"Paulo entrou no avião já se preparando para a longa viagem com destino a Israel. Seriam quase 15 horas de vôo até o destino final. Apertou o cinto de segurança e, para relaxar um pouco, abriu seu guia de turismo sobre Israel, que havia comprado para aproveitar ao máximo a estadia.
No meio da viagem ele olhou com curiosidade para o senhor que estava sentado ao seu lado, que parecia muito à vontade no avião. Ele demonstrava já conhecer todas as diversões a bordo. Jogava jogos, assistia filmes, cochilava, passeava para conversar com outros passageiros, almoçava, comia salgadinhos na cozinha, estava bastante enturmado com os outros passageiros e com os comissários de bordo.

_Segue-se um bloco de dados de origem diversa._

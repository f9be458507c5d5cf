use chrono::{DateTime, Utc};
use serde::{Deserialize, Serialize};
use sqlx::FromRow;
use strum_macros::{Display, EnumString};

/// Role carried by every account. Parsing ignores ASCII case so `"estudante"`
/// and `"Estudante"` are the same role; serialization always uses the
/// capitalized form.
#[derive(
    Debug, Clone, Copy, PartialEq, Eq, Hash, Display, EnumString, Serialize, Deserialize,
)]
#[strum(ascii_case_insensitive)]
#[serde(try_from = "String", into = "String")]
pub enum Role {
    Admin,
    Professor,
    Estudante,
}

impl TryFrom<String> for Role {
    type Error = strum::ParseError;

    fn try_from(value: String) -> Result<Self, Self::Error> {
        value.parse()
    }
}

impl From<Role> for String {
    fn from(role: Role) -> Self {
        role.to_string()
    }
}

/// Database model for the users table
#[derive(Debug, Clone, FromRow)]
pub struct UserModel {
    pub user_id: i32,
    pub username: String,
    pub email: String,
    pub password: String, // bcrypt hash, never serialized
    #[sqlx(try_from = "String")]
    pub role: Role,
    pub created_at: DateTime<Utc>,
    pub updated_at: DateTime<Utc>,
}

impl UserModel {
    pub fn is_admin(&self) -> bool {
        self.role == Role::Admin
    }
}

Paulo não quis parecer antipático e, apesar de estar cansado, tentou puxar conversa com ele. Descobriu que o senhor se chamava Gabriel e era um grande empresário de São Paulo. Paulo perguntou, curioso:
- Para onde você está indo?
Gabriel pareceu confuso com a pergunta. Ele simplesmente não sabia para onde estava indo. Na verdade, até aquele momento não havia parado para pensar naquilo. Paulo ficou irritado com a falta de claridade daquele sujeito e falou, indignado:
- Mas como o senhor está em um avião e não sabe nem mesmo para onde está indo? O senhor é louco?
- Não fique irritado, mas eu não estou preocupado com isso. Eu estou preocupado em aproveitar a viagem. Assisti dois filmes excelentes, ganhei três vezes jogando contra o computador e conheci muita gente interessante. Sem falar na comida, que estava uma delícia..."
Podemos achar que Gabriel é um louco, um lunático. Mas será que não fazemos o mesmo com nossas vidas? Assistimos bons filmes, comemos uma boa comida, conhecemos muita gente interessante. E depois, o que acontecerá? Para onde estamos indo? E o que estamos fazendo para chegar ao nosso destino verdadeiro?
Antes de pedir em Rosh Hashaná mais um ano de vida, antes de pedir a D'us para continuar nesta "viagem" chamada vida, precisamos saber para onde esta viagem nos levará.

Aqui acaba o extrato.